The principal behind thinly provisioned disks on VMWare ESX storage LUNs would appear to be along the same lines as that of credit cards. Utilising more than you actually have at your disposal.

With credit cards the impact is that later down the line you have to repay the money you spent that you don’t actually have (ouch !). With thinly provisioned disks the pain is that of not being able to reclaim free disk space without a lot of work.

With normal *fat* disk allocation when you create a volume all the space is allocated at creation time.

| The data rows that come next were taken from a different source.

//! Lazy occurrence iteration and the query views built on top of it.

use std::collections::VecDeque;
use std::ops::Range;

use chrono::{DateTime, FixedOffset, NaiveDateTime, Offset, Utc};

use super::{period, reach, stepper};
use crate::error::{RRuleError, RRuleResult};
use crate::model::{RecurrenceRule, Termination};

/// Iterator over the occurrences of one [`RecurrenceRule`].
///
/// Each instance owns its own position; creating a new one replays the rule
/// from its anchor. Occurrences are strictly increasing.
#[derive(Debug, Clone)]
pub struct Occurrences<'a> {
    rule: &'a RecurrenceRule,
    /// Index `k` of the next period to expand; its cursor is
    /// `anchor + k * interval` frequency units.
    period: i64,
    pending: VecDeque<NaiveDateTime>,
    emitted: u32,
    /// Consecutive periods that produced no candidate.
    empty_periods: u64,
    terminated: bool,
}

impl<'a> Occurrences<'a> {
    #[must_use]
    pub fn new(rule: &'a RecurrenceRule) -> Self {
        Self {
            rule,
            period: 0,
            pending: VecDeque::new(),
            emitted: 0,
            empty_periods: 0,
            terminated: false,
        }
    }

    fn terminate(&mut self, reason: &str) {
        tracing::trace!(emitted = self.emitted, reason, "Recurrence terminated");
        self.terminated = true;
        self.pending.clear();
    }

    /// Expands the next period into `pending`, or terminates once no later
    /// period can produce an occurrence.
    fn expand_next_period(&mut self) {
        let rule = self.rule;
        let cursor = self
            .period
            .checked_mul(i64::from(rule.interval()))
            .and_then(|units| stepper::advance(rule.anchor(), rule.frequency(), units));
        let Some(cursor) = cursor else {
            self.terminate("end of representable calendar");
            return;
        };

        if let Termination::Until(until) = rule.termination()
            && period::floor(rule, cursor) > until
        {
            self.terminate("period starts after until");
            return;
        }

        let candidates = period::candidates(rule, cursor);
        tracing::trace!(
            period = self.period,
            %cursor,
            candidates = candidates.len(),
            "Expanded recurrence period"
        );
        self.period += 1;

        if candidates.is_empty() {
            self.empty_periods += 1;
            if self.empty_periods >= reach::cycle_periods(rule) {
                self.terminate("calendar cycle without occurrences");
            }
        } else {
            self.empty_periods = 0;
            self.pending.extend(candidates);
        }
    }
}

impl Iterator for Occurrences<'_> {
    type Item = NaiveDateTime;

    fn next(&mut self) -> Option<Self::Item> {
        while !self.terminated {
            if let Termination::Count(count) = self.rule.termination()
                && self.emitted >= count
            {
                self.terminate("count reached");
                break;
            }

            let Some(candidate) = self.pending.pop_front() else {
                self.expand_next_period();
                continue;
            };
            if candidate < self.rule.anchor() {
                continue;
            }
            if let Termination::Until(until) = self.rule.termination()
                && candidate > until
            {
                self.terminate("candidate after until");
                break;
            }

            self.emitted += 1;
            return Some(candidate);
        }
        None
    }
}

impl std::iter::FusedIterator for Occurrences<'_> {}

impl<'a> IntoIterator for &'a RecurrenceRule {
    type Item = NaiveDateTime;
    type IntoIter = Occurrences<'a>;

    fn into_iter(self) -> Self::IntoIter {
        Occurrences::new(self)
    }
}

/// Attaches a fixed UTC offset to every naive occurrence of the inner
/// iterator.
#[derive(Debug, Clone)]
pub struct Zoned<I> {
    inner: I,
    offset: FixedOffset,
}

impl<I> Zoned<I> {
    #[must_use]
    pub const fn new(inner: I, offset: FixedOffset) -> Self {
        Self { inner, offset }
    }

    #[must_use]
    pub const fn offset(&self) -> FixedOffset {
        self.offset
    }
}

impl<I> Iterator for Zoned<I>
where
    I: Iterator<Item = NaiveDateTime>,
{
    type Item = DateTime<FixedOffset>;

    fn next(&mut self) -> Option<Self::Item> {
        // A fixed offset is never ambiguous; `single` only fails when the
        // shifted instant leaves chrono's range, and that ends the sequence.
        self.inner
            .next()
            .and_then(|dt| dt.and_local_timezone(self.offset).single())
    }
}

impl RecurrenceRule {
    /// Returns a fresh iterator over this rule's occurrences.
    #[must_use]
    pub fn iter(&self) -> Occurrences<'_> {
        Occurrences::new(self)
    }

    /// Occurrences as offset-aware timestamps, using the rule's offset or UTC
    /// when none was attached.
    #[must_use]
    pub fn zoned(&self) -> Zoned<Occurrences<'_>> {
        Zoned::new(self.iter(), self.offset().unwrap_or_else(|| Utc.fix()))
    }

    /// ## Summary
    /// Occurrences whose zero-based index lies in `range`.
    ///
    /// Stops reading as soon as `range.end` is reached, so slicing an
    /// unbounded rule is safe.
    #[must_use]
    pub fn slice(&self, range: Range<usize>) -> Vec<NaiveDateTime> {
        slice_in(self.iter(), range)
    }

    /// ## Summary
    /// The occurrence at zero-based `index`.
    ///
    /// ## Errors
    ///
    /// Returns `IndexOutOfRange` if the rule terminates before reaching
    /// `index`.
    pub fn nth_occurrence(&self, index: usize) -> RRuleResult<NaiveDateTime> {
        nth_in(self.iter(), index)
    }

    /// ## Summary
    /// Occurrences strictly between `after` and `before`, or including both
    /// bounds when `inclusive` is set.
    #[must_use]
    pub fn between(
        &self,
        after: NaiveDateTime,
        before: NaiveDateTime,
        inclusive: bool,
    ) -> Vec<NaiveDateTime> {
        between_in(self.iter(), after, before, inclusive)
    }

    /// First occurrence after `dt` (at or after it when `inclusive`).
    #[must_use]
    pub fn after(&self, dt: NaiveDateTime, inclusive: bool) -> Option<NaiveDateTime> {
        after_in(self.iter(), dt, inclusive)
    }

    /// Last occurrence before `dt` (at or before it when `inclusive`).
    #[must_use]
    pub fn before(&self, dt: NaiveDateTime, inclusive: bool) -> Option<NaiveDateTime> {
        before_in(self.iter(), dt, inclusive)
    }
}

pub(crate) fn slice_in<I>(iter: I, range: Range<usize>) -> Vec<NaiveDateTime>
where
    I: Iterator<Item = NaiveDateTime>,
{
    iter.skip(range.start)
        .take(range.end.saturating_sub(range.start))
        .collect()
}

pub(crate) fn nth_in<I>(iter: I, index: usize) -> RRuleResult<NaiveDateTime>
where
    I: Iterator<Item = NaiveDateTime>,
{
    let mut len = 0;
    for (i, dt) in iter.enumerate() {
        if i == index {
            return Ok(dt);
        }
        len = i + 1;
    }
    Err(RRuleError::IndexOutOfRange { index, len })
}

pub(crate) fn between_in<I>(
    iter: I,
    after: NaiveDateTime,
    before: NaiveDateTime,
    inclusive: bool,
) -> Vec<NaiveDateTime>
where
    I: Iterator<Item = NaiveDateTime>,
{
    iter.take_while(|dt| if inclusive { *dt <= before } else { *dt < before })
        .filter(|dt| if inclusive { *dt >= after } else { *dt > after })
        .collect()
}

pub(crate) fn after_in<I>(mut iter: I, dt: NaiveDateTime, inclusive: bool) -> Option<NaiveDateTime>
where
    I: Iterator<Item = NaiveDateTime>,
{
    iter.find(|occ| if inclusive { *occ >= dt } else { *occ > dt })
}

pub(crate) fn before_in<I>(iter: I, dt: NaiveDateTime, inclusive: bool) -> Option<NaiveDateTime>
where
    I: Iterator<Item = NaiveDateTime>,
{
    iter.take_while(|occ| if inclusive { *occ <= dt } else { *occ < dt })
        .last()
}
use thiserror::Error;

/// Application-level errors
#[derive(Error, Debug)]
pub enum AppError {
    #[error(transparent)]
    RRuleError(#[from] cadence_rrule::RRuleError),

    #[error(transparent)]
    CoreError(#[from] cadence_core::error::CoreError),
}

pub type AppResult<T> = std::result::Result<T, AppError>;
//! Candidate enumeration within one frequency period.
//!
//! Stepping the cursor alone only ever visits the anchor's own weekday, day
//! of month and time of day. Filters that name finer units than the
//! frequency (weekdays inside a week, month days inside a month, minutes
//! inside an hour) therefore expand the period into all of its matching
//! slots before the filter predicate has the final word.

use std::collections::BTreeSet;

use chrono::{Datelike, Days, NaiveDate, NaiveDateTime, NaiveTime, Timelike};

use super::filter::{self, FilterContext};
use super::stepper::{clamped_date, days_in_month, days_in_year};
use crate::model::{Frequency, RecurrenceRule, Weekday};

/// ## Summary
/// Returns the sorted occurrences of the period that starts stepping at
/// `cursor`.
///
/// Candidates before the anchor or after an `Until` bound are not removed
/// here; the iterator decides termination.
pub(crate) fn candidates(rule: &RecurrenceRule, cursor: NaiveDateTime) -> Vec<NaiveDateTime> {
    let context = FilterContext {
        scope: rule.ordinal_scope(),
        week_start: rule.week_start(),
    };
    let filters = rule.filters();

    let days: Vec<NaiveDate> = candidate_days(rule, cursor.date())
        .into_iter()
        .filter(|day| filter::matches_date(*day, filters, context))
        .collect();
    if days.is_empty() {
        return Vec::new();
    }
    let times = candidate_times(rule, cursor.time());

    let found: Vec<NaiveDateTime> = days
        .iter()
        .flat_map(|day| times.iter().map(move |time| day.and_time(*time)))
        .filter(|candidate| filter::matches(*candidate, filters, context))
        .collect();

    match filters.set_positions() {
        Some(positions) => select_positions(&found, positions),
        None => found,
    }
}

/// ## Summary
/// Earliest timestamp any candidate of the period at `cursor` can have.
///
/// Periods never overlap and advance monotonically, so once this floor is
/// past an `Until` bound no later period can produce an occurrence.
pub(crate) fn floor(rule: &RecurrenceRule, cursor: NaiveDateTime) -> NaiveDateTime {
    let date = cursor.date();
    let first_day = match rule.frequency() {
        Frequency::Yearly => date.with_ordinal(1),
        Frequency::Monthly => date.with_day(1),
        Frequency::Weekly => week_start_of(rule, date),
        Frequency::Daily => Some(date),
        Frequency::Hourly => {
            return cursor
                .with_minute(0)
                .and_then(|dt| dt.with_second(0))
                .unwrap_or(cursor);
        }
        Frequency::Minutely => return cursor.with_second(0).unwrap_or(cursor),
        Frequency::Secondly => return cursor,
    };
    first_day.map_or(cursor, |day| day.and_time(NaiveTime::MIN))
}

fn candidate_days(rule: &RecurrenceRule, cursor: NaiveDate) -> Vec<NaiveDate> {
    let filters = rule.filters();
    let selects_days = filters.selects_days();
    let selects_weeks = filters.selects_weeks();

    match rule.frequency() {
        Frequency::Yearly if selects_days || selects_weeks => {
            days_from(cursor.with_ordinal(1), days_in_year(cursor.year()))
        }
        Frequency::Yearly => match filters.months() {
            // Only months given: the anchor's day of month in each of them.
            Some(months) => months
                .iter()
                .filter_map(|&month| clamped_date(cursor.year(), month, rule.anchor().day()))
                .collect(),
            None => vec![cursor],
        },
        Frequency::Monthly if selects_days || selects_weeks => days_from(
            cursor.with_day(1),
            days_in_month(cursor.year(), cursor.month()),
        ),
        Frequency::Weekly if selects_days => days_from(week_start_of(rule, cursor), 7),
        _ => vec![cursor],
    }
}

fn days_from(first: Option<NaiveDate>, len: u32) -> Vec<NaiveDate> {
    first
        .map(|first| first.iter_days().take(len as usize).collect())
        .unwrap_or_default()
}

fn week_start_of(rule: &RecurrenceRule, date: NaiveDate) -> Option<NaiveDate> {
    let back = Weekday::from(date.weekday()).days_since(rule.week_start());
    date.checked_sub_days(Days::new(u64::from(back)))
}

/// Times of day for each candidate day.
///
/// A time field finer than the frequency is expanded from its filter (or
/// kept at the cursor's value when unfiltered); a field at or above the
/// frequency keeps the cursor's value and is only checked by the filter.
fn candidate_times(rule: &RecurrenceRule, cursor: NaiveTime) -> Vec<NaiveTime> {
    let frequency = rule.frequency();
    let filters = rule.filters();

    let hours = expand_field(frequency > Frequency::Hourly, filters.hours(), cursor.hour());
    let minutes = expand_field(frequency > Frequency::Minutely, filters.minutes(), cursor.minute());
    let seconds = expand_field(frequency > Frequency::Secondly, filters.seconds(), cursor.second());

    let mut times = Vec::with_capacity(hours.len() * minutes.len() * seconds.len());
    for &hour in &hours {
        for &minute in &minutes {
            times.extend(
                seconds
                    .iter()
                    .filter_map(|&second| NaiveTime::from_hms_opt(hour, minute, second)),
            );
        }
    }
    times
}

fn expand_field(expand: bool, values: Option<&BTreeSet<u32>>, current: u32) -> Vec<u32> {
    match values {
        Some(values) if expand => values.iter().copied().collect(),
        _ => vec![current],
    }
}

/// Picks the 1-based (negative: from the end) positions out of a period's
/// sorted candidates, keeping chronological order.
fn select_positions(found: &[NaiveDateTime], positions: &BTreeSet<i32>) -> Vec<NaiveDateTime> {
    let len = i64::try_from(found.len()).unwrap_or(i64::MAX);
    let mut selected: Vec<NaiveDateTime> = positions
        .iter()
        .filter_map(|&pos| {
            let pos = i64::from(pos);
            let index = if pos > 0 { pos - 1 } else { len + pos };
            usize::try_from(index).ok().and_then(|i| found.get(i).copied())
        })
        .collect();
    selected.sort_unstable();
    selected.dedup();
    selected
}

#[cfg(test)]
mod tests {
    use super::*;

    fn at(y: i32, m: u32, d: u32, h: u32, min: u32, s: u32) -> NaiveDateTime {
        NaiveDate::from_ymd_opt(y, m, d)
            .and_then(|date| date.and_hms_opt(h, min, s))
            .unwrap()
    }

    #[test]
    fn unfiltered_period_is_the_cursor() {
        let rule = RecurrenceRule::monthly(at(2020, 1, 31, 9, 0, 0)).build().unwrap();
        let cursor = at(2020, 2, 29, 9, 0, 0);
        assert_eq!(candidates(&rule, cursor), [cursor]);
    }

    #[test]
    fn weekly_weekdays_expand_the_whole_week() {
        // Wednesday anchor, Monday week start.
        let rule = RecurrenceRule::weekly(at(2020, 1, 1, 9, 0, 0))
            .with_by_weekday([Weekday::Monday, Weekday::Wednesday, Weekday::Friday])
            .build()
            .unwrap();
        let found = candidates(&rule, rule.anchor());
        assert_eq!(
            found,
            [
                at(2019, 12, 30, 9, 0, 0),
                at(2020, 1, 1, 9, 0, 0),
                at(2020, 1, 3, 9, 0, 0),
            ]
        );
    }

    #[test]
    fn week_start_shifts_weekly_period() {
        let rule = RecurrenceRule::weekly(at(2020, 1, 1, 9, 0, 0))
            .with_by_weekday([Weekday::Sunday])
            .with_week_start(Weekday::Sunday)
            .build()
            .unwrap();
        // The Sunday-started week containing Wed Jan 1 begins Sun Dec 29.
        assert_eq!(candidates(&rule, rule.anchor()), [at(2019, 12, 29, 9, 0, 0)]);
    }

    #[test]
    fn week_numbers_expand_months_but_not_weeks() {
        // Week 2 of 2020 runs Mon Jan 6 through Sun Jan 12.
        let monthly = RecurrenceRule::monthly(at(2020, 1, 1, 9, 0, 0))
            .with_by_week_number([2])
            .build()
            .unwrap();
        let found = candidates(&monthly, monthly.anchor());
        assert_eq!(found.first(), Some(&at(2020, 1, 6, 9, 0, 0)));
        assert_eq!(found.len(), 7);

        let weekly = RecurrenceRule::weekly(at(2020, 1, 8, 9, 0, 0))
            .with_by_week_number([2])
            .build()
            .unwrap();
        assert_eq!(candidates(&weekly, weekly.anchor()), [weekly.anchor()]);
    }

    #[test]
    fn monthly_month_day_expands_month() {
        let rule = RecurrenceRule::monthly(at(2020, 1, 1, 9, 0, 0))
            .with_by_month_day([15, -1])
            .build()
            .unwrap();
        assert_eq!(
            candidates(&rule, at(2020, 2, 1, 9, 0, 0)),
            [at(2020, 2, 15, 9, 0, 0), at(2020, 2, 29, 9, 0, 0)]
        );
    }

    #[test]
    fn yearly_months_keep_anchor_day_clamped() {
        let rule = RecurrenceRule::yearly(at(2021, 1, 31, 0, 0, 0))
            .with_by_month([2, 4, 5])
            .build()
            .unwrap();
        assert_eq!(
            candidates(&rule, rule.anchor()),
            [
                at(2021, 2, 28, 0, 0, 0),
                at(2021, 4, 30, 0, 0, 0),
                at(2021, 5, 31, 0, 0, 0),
            ]
        );
    }

    #[test]
    fn daily_expands_hours_and_minutes() {
        let rule = RecurrenceRule::daily(at(2020, 1, 1, 9, 15, 0))
            .with_by_hour([8, 17])
            .with_by_minute([0, 30])
            .build()
            .unwrap();
        let found = candidates(&rule, rule.anchor());
        assert_eq!(
            found,
            [
                at(2020, 1, 1, 8, 0, 0),
                at(2020, 1, 1, 8, 30, 0),
                at(2020, 1, 1, 17, 0, 0),
                at(2020, 1, 1, 17, 30, 0),
            ]
        );
    }

    #[test]
    fn hourly_filters_hour_but_expands_minutes() {
        let rule = RecurrenceRule::builder(Frequency::Hourly, at(2020, 1, 1, 9, 0, 0))
            .with_by_hour([10])
            .with_by_minute([0, 45])
            .build()
            .unwrap();
        assert!(candidates(&rule, at(2020, 1, 1, 9, 0, 0)).is_empty());
        assert_eq!(
            candidates(&rule, at(2020, 1, 1, 10, 0, 0)),
            [at(2020, 1, 1, 10, 0, 0), at(2020, 1, 1, 10, 45, 0)]
        );
    }

    #[test]
    fn set_position_picks_last_weekday_of_month() {
        let rule = RecurrenceRule::monthly(at(2020, 1, 1, 0, 0, 0))
            .with_by_weekday([
                Weekday::Monday,
                Weekday::Tuesday,
                Weekday::Wednesday,
                Weekday::Thursday,
                Weekday::Friday,
            ])
            .with_by_set_position([-1, 1])
            .build()
            .unwrap();
        // May 2020: Friday 1st, Friday 29th (30-31 is a weekend).
        assert_eq!(
            candidates(&rule, at(2020, 5, 1, 0, 0, 0)),
            [at(2020, 5, 1, 0, 0, 0), at(2020, 5, 29, 0, 0, 0)]
        );
    }

    #[test]
    fn set_position_out_of_range_selects_nothing() {
        let found = [at(2020, 1, 1, 0, 0, 0)];
        let positions: BTreeSet<i32> = [2, -2].into_iter().collect();
        assert!(select_positions(&found, &positions).is_empty());
    }

    #[test]
    fn floor_truncates_to_period_start() {
        let cursor = at(2020, 5, 14, 10, 45, 30);
        let monthly = RecurrenceRule::monthly(cursor).build().unwrap();
        let weekly = RecurrenceRule::weekly(cursor).build().unwrap();
        let hourly = RecurrenceRule::builder(Frequency::Hourly, cursor).build().unwrap();
        assert_eq!(floor(&monthly, cursor), at(2020, 5, 1, 0, 0, 0));
        // Thursday 14th; the Monday-started week begins on the 11th.
        assert_eq!(floor(&weekly, cursor), at(2020, 5, 11, 0, 0, 0));
        assert_eq!(floor(&hourly, cursor), at(2020, 5, 14, 10, 0, 0));
    }
}
//! BY-rule filter record.

use std::collections::BTreeSet;

use super::WeekdayRef;

/// The BY-rule filters of a recurrence rule.
///
/// One optional set per filter kind. `None` means the kind is unconstrained;
/// a present set is never empty and only holds values that passed range
/// validation in [`RecurrenceRuleBuilder::build`](super::RecurrenceRuleBuilder::build).
#[derive(Debug, Clone, Default, PartialEq, Eq)]
pub struct Filters {
    pub(crate) months: Option<BTreeSet<u32>>,
    pub(crate) month_days: Option<BTreeSet<i32>>,
    pub(crate) weekdays: Option<BTreeSet<WeekdayRef>>,
    pub(crate) year_days: Option<BTreeSet<i32>>,
    pub(crate) week_numbers: Option<BTreeSet<i32>>,
    pub(crate) hours: Option<BTreeSet<u32>>,
    pub(crate) minutes: Option<BTreeSet<u32>>,
    pub(crate) seconds: Option<BTreeSet<u32>>,
    pub(crate) set_positions: Option<BTreeSet<i32>>,
}

impl Filters {
    /// Months of the year, `1..=12`.
    #[must_use]
    pub fn months(&self) -> Option<&BTreeSet<u32>> {
        self.months.as_ref()
    }

    /// Days of the month, `1..=31` or `-31..=-1` counting from the month end.
    #[must_use]
    pub fn month_days(&self) -> Option<&BTreeSet<i32>> {
        self.month_days.as_ref()
    }

    #[must_use]
    pub fn weekdays(&self) -> Option<&BTreeSet<WeekdayRef>> {
        self.weekdays.as_ref()
    }

    /// Days of the year, `1..=366` or `-366..=-1` counting from the year end.
    #[must_use]
    pub fn year_days(&self) -> Option<&BTreeSet<i32>> {
        self.year_days.as_ref()
    }

    /// Week numbers, `1..=53` or `-53..=-1` counting from the last week.
    #[must_use]
    pub fn week_numbers(&self) -> Option<&BTreeSet<i32>> {
        self.week_numbers.as_ref()
    }

    #[must_use]
    pub fn hours(&self) -> Option<&BTreeSet<u32>> {
        self.hours.as_ref()
    }

    #[must_use]
    pub fn minutes(&self) -> Option<&BTreeSet<u32>> {
        self.minutes.as_ref()
    }

    #[must_use]
    pub fn seconds(&self) -> Option<&BTreeSet<u32>> {
        self.seconds.as_ref()
    }

    /// Positions selected from each period's candidate list, 1-based, negative
    /// from the end.
    #[must_use]
    pub fn set_positions(&self) -> Option<&BTreeSet<i32>> {
        self.set_positions.as_ref()
    }

    /// Whether a month-day, weekday or year-day filter picks individual days.
    ///
    /// Any of these makes a weekly, monthly or yearly period expand into its
    /// days instead of keeping the stepped day.
    #[must_use]
    pub fn selects_days(&self) -> bool {
        self.month_days.is_some() || self.weekdays.is_some() || self.year_days.is_some()
    }

    /// Whether a week-number filter picks whole weeks.
    ///
    /// This expands monthly and yearly periods into their days, but not a
    /// weekly one, which already is a single week.
    #[must_use]
    pub fn selects_weeks(&self) -> bool {
        self.week_numbers.is_some()
    }

    /// Whether any weekday reference carries an ordinal.
    #[must_use]
    pub fn has_weekday_ordinals(&self) -> bool {
        self.weekdays
            .iter()
            .flatten()
            .any(|wd| wd.ordinal().is_some())
    }
}
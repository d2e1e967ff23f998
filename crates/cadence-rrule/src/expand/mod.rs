//! Recurrence expansion.
//!
//! Turning a [`RecurrenceRule`](crate::RecurrenceRule) into occurrences is
//! split into these layers:
//! - [`stepper`]: calendar arithmetic that moves the cursor by whole
//!   frequency units, clamping the day of month when it overflows
//! - [`filter`]: the pure predicate deciding whether a timestamp satisfies
//!   every BY-rule filter
//! - `period`: enumeration of the candidates inside one frequency period
//! - `iter`: the lazy iterator and the query views built on it
//! - `reach`: build-time proof that a rule's filters can ever be met

pub mod filter;
mod iter;
mod period;
mod reach;
pub mod stepper;

pub use filter::OrdinalScope;
pub use iter::{Occurrences, Zoned};
pub(crate) use iter::{after_in, before_in, between_in, nth_in, slice_in};
pub(crate) use reach::{cursor_time_reachable, date_filters_satisfiable, months_reachable};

So if you have a 100GB storage LUN and you create a 50GB volume on it, that 50GB is immediately deducted from the 100GB, leaving you with only 50GB free space on the storage LUN.

But with thin provisioned disks, if you allocate a 50GB *thin* volume, the space is only deducted from the storage LUN as it gets used. So if you only write 20GB of files to the 50GB thin volume, the storage LUN will report 80GB of free space out of the total 100GB.

But here’s the kicker, if you then delete 10GB of those files, the free space remains at only 80GB, the space does not get returned back to the storage LUN. This is because Windows/Linux does not actually delete files, it simply marks those blocks as being avilable for use in the file table. As the blocks do not actually get cleared, VMWare does not pick up on this and remains ignorant to the free’d up filespace.

In order to shrink the disk and reclaim the space, you have to actually clear the physical blocks so that they are actually empty. You can do this using the free tool Sdelete from Sysinternals. You use the -c switch (which tells it to zero out the blocks). This is a rather I/O demanding task best done out of peak useage hours.

Once sdelete has completed you will need to migrate the VM files to another datastore for VMWare to re-read the free blocks and give back the cleared up space. You may then have to re-migrate the VM files back to where you actually want them to run from if your fussy about the location of your VM’s on your datastores.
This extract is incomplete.